Monday, December 13, 2010

2011 Dressage tests First Level: Hint #2

Most folks have heard that in the new 2011 first level tests, sitting trot is optional. But is it really? At the seminar on the 2011 tests participants asked three ways till Sunday if posting trot would affect their score. 
  • If two rides were identical, and one was sitting and one posting, which would get the highest mark? Answer: if the rides were identical they'd get identical marks.
  • What if I start out sitting but switch to posting? Answer: It doesn't matter to the judge.
  • How will posting affect the rider score? Answer: It won't.

Judges provided the assurance that the rider’s sitting or posting is irrelevant to the score, and they also encouraged posting if sitting inhibits the horse. One judge lamented that they often used to watch rides and in the stretchy trot (posting) the horse suddenly showed much more freedom and swing -- they're happy that now horses won't be as inhibited and performances will be better...


  1. It just makes so much SENSE to allow posting. It also is more in line with Europe.

    Sitting the trot *before* the horse is expected to have a collected trot just feels unkind to me. Some horses have trots which are smooth no matter what, but others... not so much.

    If I sit, my horse automatically puts himself into a collected trot. He really lifts his back, really drops his hindquarters... and really shortens from the expected first level working trot. If I push him forward, it starts to resemble the extended trot rather than a working trot, which is what you *want* to have happen when you sit and push forward. But for my horse, a trot as asked for at first level is simply not comfortable to him if the rider is sitting. He'll happily trot all day if I'm sitting, in a trot which would be lovely in second level.

  2. I remember asking a judge about the differences between sitting/posting at Training level while scribing (in between tests, of course!) and their answers were pretty much the same. It wasn't until I saw JJ Tate riding a young horse, alternating sitting AND posting throughout the test, that I realized alternating was an option, and when asked, the judge said, "Do whatever you think shows your horse off the best." There are lots of people who think that if they aren't bouncing, they can do First -- and the horses suffer for it!

    I do like the changes I've seen so far of the 2011 tests -- I ordered my booklets but haven't studied past First -- and that includes allowing posting at First. I don't think allowing posting "dumbs it down" at all, the way some people have complained. You still have to get through the entire test!

  3. Love the change in the tests. Now, I just hope all the judges realize the concepts expressed in the answers given to the questions. Maybe they need to add a warning on each test sheet--rider not to be penalized for rising trot.
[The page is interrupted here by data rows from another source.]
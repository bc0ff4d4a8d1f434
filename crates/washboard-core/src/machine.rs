//! Machine view-model.

use washboard_proto::{MachineId, MachineKind, MachineSnapshot, MachineStatus};

/// In-memory view-model for one appliance.
///
/// Created once from the initial REST snapshot and mutated in place for the
/// lifetime of the page session; machines are never removed.
#[derive(Debug, Clone, PartialEq, Eq)]
pub struct Machine {
    /// Stable machine id.
    pub id: MachineId,
    /// Washer or dryer.
    pub kind: MachineKind,
    /// Display name.
    pub name: String,
    /// Current status.
    pub status: MachineStatus,
    /// Minutes remaining in the running cycle. Display-only; never gates
    /// status transitions.
    pub remaining_minutes: Option<u32>,
    /// Minutes elapsed in the running cycle. Paired with
    /// [`Machine::remaining_minutes`]: both are used together or not at all.
    pub elapsed_minutes: Option<u32>,
    /// Whether this client believes it holds an individual completion
    /// subscription. Client-local derived state, not authoritative; only
    /// updates carrying an explicit boolean may change it.
    pub locally_subscribed: bool,
}

impl Machine {
    /// Build a view-model from a REST snapshot entry.
    ///
    /// A missing subscription flag in the snapshot means "not subscribed":
    /// at seed time there is no earlier state to preserve.
    pub fn from_snapshot(snapshot: &MachineSnapshot) -> Self {
        let name = snapshot
            .machine_name
            .clone()
            .unwrap_or_else(|| default_name(snapshot.kind, snapshot.machine_id));
        Self {
            id: snapshot.machine_id,
            kind: snapshot.kind,
            name,
            status: snapshot.status,
            remaining_minutes: snapshot.remaining_minutes,
            elapsed_minutes: snapshot.elapsed_minutes,
            locally_subscribed: snapshot.subscribed.unwrap_or(false),
        }
    }

    /// Whether the machine is in an active-operation state.
    pub fn is_operating(&self) -> bool {
        self.status.is_operating()
    }

    /// Total cycle length in minutes, when both timer fields are known.
    pub fn timer_total(&self) -> Option<u32> {
        match (self.remaining_minutes, self.elapsed_minutes) {
            (Some(remaining), Some(elapsed)) => Some(remaining + elapsed),
            _ => None,
        }
    }
}

fn default_name(kind: MachineKind, id: MachineId) -> String {
    match kind {
        MachineKind::Washer => format!("Washer {id}"),
        MachineKind::Dryer => format!("Dryer {id}"),
    }
}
    Sorry. I am a bit of a skeptic when it comes to some of these judging standards. I've encountered some pretty inconsistent judging in my time. (Including one judge who wanted to make me change out of my "conservative raincoat" before my ride. It had been raining when I tacked up to ride and stopped before my ride--but began again during my ride. Her comment was something like, "What's that your wearing?" I told her it was legal rainwear. Then she said, "It's not raining now." I told her it was when I got on and I had no one to help me change. She grumpily accepted me into the arena.)

    The rules need to apply to everyone fairly. Hopefully since the purpose of posting is to allow horses to move better, this one will prove a benefit to all.

  4. That is a great change to the first level tests. I totally agree. Why sit if the horse is not able to collect for the duration of the test? I imagine that this would improve rider score, since sitting a back that is not ready forces the rider to tighten, hindering effectiveness. This is better for horse and rider!

  5. That's great reassurance that it won't affect marks. In the most recent Dressage Today, one of the rider critiques encourages the rider to post for better marks, as it will show her horse better.
    I;m very happy about the change!

  6. I scribed for a judge who preferred riders to post during the test rather than sitting. She really felt that many horse and riders at the level were not ready for sitting trot and it allowed horses to be more through.